Cette observation écarta des souvenirs plus pénibles, car j'avais à redresser mon ami français sur deux points. Je n'eus raison qu'avec peine pour le premier; car le marquis, avec toute sa répugnance pour les Anglais, ayant passé trois mois à Londres, prétendait que notre langue n'offrait aucune difficulté qui pût l'arrêter un instant, et il en appela à tous les dictionnaires, depuis le plus ancien jusqu'au plus nouveau, pour prouver que bride signifiait la bride d'un cheval. Son scepticisme sur cette question de philologie était tel, que, lorsque je me hasardai à lui dire que, dans tout le roman, il n'était pas une seule fois question de bride, il rejeta gravement la faute de cette inconséquence sur le malheureux auteur. J'eus ensuite la franchise de l'informer, d'après des motifs que personne ne pouvait connaître comme moi, que l'homme de lettres, mon compatriote, dont je parlerai toujours avec le respect que méritent ses talens, n'était pas responsable des ouvrages frivoles qu'il plaisait au public de lui attribuer avec trop de générosité et de précipitation. Surpris par l'impulsion du moment, j'aurais peut-être été plus loin, et confirmé ma dénégation par une preuve positive, en lui disant que personne ne pouvait avoir écrit des ouvrages dont j'étais l'auteur; mais le marquis m'épargna le désagrément de me trahir ainsi, en me répliquant, avec beaucoup de sang-froid, qu'il était charmé d'apprendre que de pareilles bagatelles n'avaient pas été écrites par un homme de condition.

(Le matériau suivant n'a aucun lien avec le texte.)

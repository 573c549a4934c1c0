//! Directory scanner for discovering importable source files

use crate::error::Result;
use serde::{Deserialize, Serialize};
use std::path::{Path, PathBuf};
use walkdir::WalkDir;

/// Extensions the reader knows how to open
const SOURCE_EXTENSIONS: &[&str] = &["csv", "xlsx"];

/// Result of scanning directories
#[derive(Debug, Clone, Serialize, Deserialize)]
pub struct ScanResult {
    /// Root directories that were scanned
    pub roots: Vec<PathBuf>,
    /// Discovered source files, sorted by path
    pub files: Vec<PathBuf>,
}

impl ScanResult {
    /// Get the number of discovered files
    pub fn file_count(&self) -> usize {
        self.files.len()
    }
}

/// Scan one or more directories for importable spreadsheet/CSV sources
pub fn scan_sources<P: AsRef<Path>>(roots: &[P]) -> Result<ScanResult> {
    let mut files = Vec::new();

    for root in roots {
        for entry in WalkDir::new(root.as_ref()).follow_links(true) {
            let entry = entry?;
            let path = entry.path();

            let importable = path
                .extension()
                .and_then(|e| e.to_str())
                .is_some_and(|ext| SOURCE_EXTENSIONS.contains(&ext));

            if importable {
                files.push(path.to_path_buf());
            }
        }
    }

    files.sort();

    Ok(ScanResult {
        roots: roots.iter().map(|r| r.as_ref().to_path_buf()).collect(),
        files,
    })
}
//! Import orchestration: sources in, stored cards out
//!
//! One import run is synchronous and whole-in-memory: every configured
//! source is loaded, converted through the selected strategy, and the
//! resulting cards replace the store's previous contents in one step.

use crate::character::CharacterSheetConverter;
use crate::convert::{Card, FlatConverter, SheetConverter};
use crate::error::Result;
use crate::manifest::SourceManifest;
use crate::reader::load_sources;
use crate::store::CardStore;
use std::path::Path;

/// Which conversion strategy an import run uses
#[derive(Debug, Clone, Copy, PartialEq, Eq, Default)]
pub enum Strategy {
    /// One table per sheet, one entity per row
    #[default]
    Flat,
    /// Six-block character sheet, one entity per sheet
    CharacterSheet,
}

impl Strategy {
    /// Build the converter for this strategy
    pub fn converter(self) -> Box<dyn SheetConverter> {
        match self {
            Strategy::Flat => Box::new(FlatConverter),
            Strategy::CharacterSheet => Box::new(CharacterSheetConverter::default()),
        }
    }
}

/// What an import run produced
#[derive(Debug, Clone)]
pub struct ImportSummary {
    /// The source files that were read
    pub sources: Vec<String>,
    /// How many worksheets were converted
    pub sheets: usize,
    /// Names of the created cards, in store order
    pub names: Vec<String>,
}

impl ImportSummary {
    /// Get the number of cards created
    pub fn card_count(&self) -> usize {
        self.names.len()
    }
}

/// Run one import: resolve sources against the manifest, convert them with
/// the chosen strategy, and replace the store's contents.
///
/// An empty `filenames` list means "rerun the last import" and reads the
/// manifest instead; a non-empty list replaces the manifest. Either way the
/// store ends up holding exactly what this run produced, which for an empty
/// input set is nothing.
pub fn import_sources<P: AsRef<Path>>(
    filenames: &[String],
    strategy: Strategy,
    store: &CardStore,
    manifest_path: P,
) -> Result<ImportSummary> {
    let mut manifest = SourceManifest::load(&manifest_path)?;

    let sources = if filenames.is_empty() {
        manifest.sources.clone()
    } else {
        manifest.replace(filenames);
        manifest.save(&manifest_path)?;
        filenames.to_vec()
    };

    let converter = strategy.converter();
    let sheets = load_sources(&sources)?;

    let mut cards: Vec<Card> = Vec::new();
    for sheet in &sheets {
        for entity in converter.convert(sheet)? {
            cards.extend(converter.to_cards(entity)?);
        }
    }

    store.replace(&cards)?;

    Ok(ImportSummary {
        sources,
        sheets: sheets.len(),
        names: cards.into_iter().map(|c| c.name).collect(),
    })
}

#[cfg(test)]
mod tests {
    use super::*;
    use std::fs;

    fn paths(dir: &tempfile::TempDir) -> (CardStore, std::path::PathBuf) {
        (
            CardStore::new(dir.path().join("cards.json")),
            dir.path().join("sources.json"),
        )
    }

    #[test]
    fn test_import_flat_csv() {
        let dir = tempfile::tempdir().unwrap();
        let (store, manifest_path) = paths(&dir);

        let source = dir.path().join("deck.csv");
        fs::write(&source, "name,template,Card Rules\na_card,a_template.html,some_data\n")
            .unwrap();

        let summary = import_sources(
            &[source.to_string_lossy().into_owned()],
            Strategy::Flat,
            &store,
            &manifest_path,
        )
        .unwrap();

        assert_eq!(summary.sheets, 1);
        assert_eq!(summary.card_count(), 1);
        assert_eq!(summary.names, vec!["a_card".to_string()]);

        let stored = store.load().unwrap();
        assert_eq!(stored[0].template_name, "a_template.html");
    }

    #[test]
    fn test_import_replaces_store() {
        let dir = tempfile::tempdir().unwrap();
        let (store, manifest_path) = paths(&dir);

        let first = dir.path().join("first.csv");
        fs::write(&first, "name,template\nold_card,test\n").unwrap();
        let second = dir.path().join("second.csv");
        fs::write(&second, "name,template\nnew_card,test\n").unwrap();

        import_sources(
            &[first.to_string_lossy().into_owned()],
            Strategy::Flat,
            &store,
            &manifest_path,
        )
        .unwrap();
        import_sources(
            &[second.to_string_lossy().into_owned()],
            Strategy::Flat,
            &store,
            &manifest_path,
        )
        .unwrap();

        let stored = store.load().unwrap();
        assert_eq!(stored.len(), 1);
        assert_eq!(stored[0].name, "new_card");
    }

    #[test]
    fn test_rerun_uses_manifest() {
        let dir = tempfile::tempdir().unwrap();
        let (store, manifest_path) = paths(&dir);

        let source = dir.path().join("deck.csv");
        fs::write(&source, "name,template\na_card,test\n").unwrap();

        import_sources(
            &[source.to_string_lossy().into_owned()],
            Strategy::Flat,
            &store,
            &manifest_path,
        )
        .unwrap();

        // No filenames: the manifest supplies the previous list.
        let summary =
            import_sources(&[], Strategy::Flat, &store, &manifest_path).unwrap();
        assert_eq!(summary.card_count(), 1);
        assert_eq!(summary.sources.len(), 1);
    }

    #[test]
    fn test_empty_input_clears_store() {
        let dir = tempfile::tempdir().unwrap();
        let (store, manifest_path) = paths(&dir);

        let source = dir.path().join("deck.csv");
        fs::write(&source, "name,template\na_card,test\n").unwrap();
        import_sources(
            &[source.to_string_lossy().into_owned()],
            Strategy::Flat,
            &store,
            &manifest_path,
        )
        .unwrap();

        // Run again with no sources at all: a no-op success that still
        // clears the previous set.
        fs::remove_file(dir.path().join("sources.json")).unwrap();
        let summary = import_sources(&[], Strategy::Flat, &store, &manifest_path).unwrap();

        assert_eq!(summary.card_count(), 0);
        assert!(store.load().unwrap().is_empty());
    }

    #[test]
    fn test_rows_without_name_create_no_cards() {
        let dir = tempfile::tempdir().unwrap();
        let (store, manifest_path) = paths(&dir);

        let source = dir.path().join("deck.csv");
        fs::write(&source, "name,template,Notes\n,test,annotation row\n").unwrap();

        let summary = import_sources(
            &[source.to_string_lossy().into_owned()],
            Strategy::Flat,
            &store,
            &manifest_path,
        )
        .unwrap();

        assert_eq!(summary.card_count(), 0);
        assert!(store.load().unwrap().is_empty());
    }
}
//! In-memory grid model for one worksheet

use calamine::Data;
use serde::{Deserialize, Serialize};

/// Which kind of source file a sheet came from.
///
/// The flat conversion strategy decides list columns differently per format,
/// so every sheet remembers where it was read from.
#[derive(Debug, Clone, Copy, PartialEq, Eq, Serialize, Deserialize)]
pub enum SourceFormat {
    /// An XLSX worksheet; list columns are marked with a `*` header prefix
    Spreadsheet,
    /// A CSV file; list columns are detected by newlines in the data
    Csv,
}

/// One worksheet, fully loaded into memory
#[derive(Debug, Clone, Serialize, Deserialize)]
pub struct Sheet {
    /// Worksheet title (XLSX) or file stem (CSV)
    pub name: String,
    /// Where the sheet came from
    pub format: SourceFormat,
    /// Cell grid, row-major, A1 at `rows[0][0]`
    pub rows: Vec<Vec<CellValue>>,
}

impl Sheet {
    /// Create a new empty sheet
    pub fn new(name: impl Into<String>, format: SourceFormat) -> Self {
        Self {
            name: name.into(),
            format,
            rows: Vec::new(),
        }
    }

    /// Get the number of rows
    pub fn row_count(&self) -> usize {
        self.rows.len()
    }

    /// Widest row in the grid; CSV rows can be ragged
    pub fn column_count(&self) -> usize {
        self.rows.iter().map(Vec::len).max().unwrap_or(0)
    }
}

/// A raw scalar cell value
#[derive(Debug, Clone, PartialEq, Serialize, Deserialize)]
pub enum CellValue {
    /// Integer value
    Integer(i64),
    /// Floating-point value
    Float(f64),
    /// String value, kept verbatim (leading whitespace and embedded
    /// newlines are meaningful to the extraction layer)
    Text(String),
    /// Empty/absent cell
    Empty,
}

impl CellValue {
    /// Parse a raw CSV field into a CellValue, detecting the type.
    ///
    /// The string form is never trimmed: indentation encodes hierarchy in
    /// some tables and newlines separate list entries.
    pub fn parse(raw: &str) -> Self {
        if raw.is_empty() {
            return CellValue::Empty;
        }

        if let Ok(i) = raw.trim().parse::<i64>() {
            return CellValue::Integer(i);
        }

        if let Ok(f) = raw.trim().parse::<f64>() {
            return CellValue::Float(f);
        }

        CellValue::Text(raw.to_string())
    }

    /// Check if the cell is blank
    pub fn is_empty(&self) -> bool {
        matches!(self, CellValue::Empty)
    }

    /// The string form of the cell, as it should appear on a card.
    ///
    /// Numbers go through Display so a zero renders as "0" rather than
    /// vanishing like a falsy value would.
    pub fn to_text(&self) -> String {
        match self {
            CellValue::Integer(i) => i.to_string(),
            CellValue::Float(f) => f.to_string(),
            CellValue::Text(s) => s.clone(),
            CellValue::Empty => String::new(),
        }
    }
}

impl std::fmt::Display for CellValue {
    fn fmt(&self, f: &mut std::fmt::Formatter<'_>) -> std::fmt::Result {
        match self {
            CellValue::Integer(i) => write!(f, "{}", i),
            CellValue::Float(fl) => write!(f, "{}", fl),
            CellValue::Text(s) => write!(f, "{}", s),
            CellValue::Empty => write!(f, ""),
        }
    }
}

impl From<&Data> for CellValue {
    fn from(data: &Data) -> Self {
        match data {
            Data::Empty => CellValue::Empty,
            Data::String(s) => {
                if s.is_empty() {
                    CellValue::Empty
                } else {
                    CellValue::Text(s.clone())
                }
            }
            Data::Int(i) => CellValue::Integer(*i),
            Data::Float(f) => CellValue::Float(*f),
            Data::Bool(b) => CellValue::Text(b.to_string()),
            Data::DateTime(dt) => match dt.as_datetime() {
                Some(naive) => CellValue::Text(naive.to_string()),
                None => CellValue::Empty,
            },
            Data::DateTimeIso(s) | Data::DurationIso(s) => CellValue::Text(s.clone()),
            Data::Error(_) => CellValue::Empty,
        }
    }
}
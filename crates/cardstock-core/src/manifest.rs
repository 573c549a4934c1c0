//! Persisted record of the last imported source list
//!
//! Lets `import` run again without arguments and reuse the previous
//! sources, so a reload only needs one keystroke.

use crate::error::{Error, Result};
use chrono::{DateTime, Utc};
use serde::{Deserialize, Serialize};
use std::fs;
use std::path::Path;

/// The source files used by the most recent import
#[derive(Debug, Clone, Serialize, Deserialize, Default)]
pub struct SourceManifest {
    /// Source filenames, in import order
    pub sources: Vec<String>,
    /// When the list was last replaced
    pub updated: Option<DateTime<Utc>>,
}

impl SourceManifest {
    /// Create a new empty manifest
    pub fn new() -> Self {
        Self::default()
    }

    /// Load a manifest from a file, or create empty if not exists
    pub fn load<P: AsRef<Path>>(path: P) -> Result<Self> {
        let path = path.as_ref();
        if !path.exists() {
            return Ok(Self::new());
        }

        let content = fs::read_to_string(path).map_err(|e| Error::FileRead {
            path: path.to_path_buf(),
            source: e,
        })?;
        serde_json::from_str(&content).map_err(Error::Json)
    }

    /// Save the manifest to a file
    pub fn save<P: AsRef<Path>>(&self, path: P) -> Result<()> {
        let content = serde_json::to_string_pretty(self)?;
        fs::write(path, content)?;
        Ok(())
    }

    /// Replace the stored source list and stamp the change
    pub fn replace(&mut self, sources: &[String]) {
        self.sources = sources.to_vec();
        self.updated = Some(Utc::now());
    }
}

– Nous les lisons, ajouta-t-il, comme nous écoutons les plaisanteries débitées par un comédien, ou comme nos ancêtres écoutaient celles d'un bouffon de profession, dont ils s'amusaient, quoiqu'ils eussent été bien fâchés de les entendre sortir de la bouche d'un homme qui aurait eu de meilleurs droits pour être admis dans leur société.
Cette déclaration me rappela complètement à ma prudence ordinaire; et je craignis tellement de me laisser surprendre, que je n'osai pas même expliquer au digne aristocrate, mon ami, que l'individu qu'il avait nommé devait son avancement, à ce que j'avais entendu dire, à certains ouvrages qu'on pouvait, sans lui faire injure, comparer à des romans en vers.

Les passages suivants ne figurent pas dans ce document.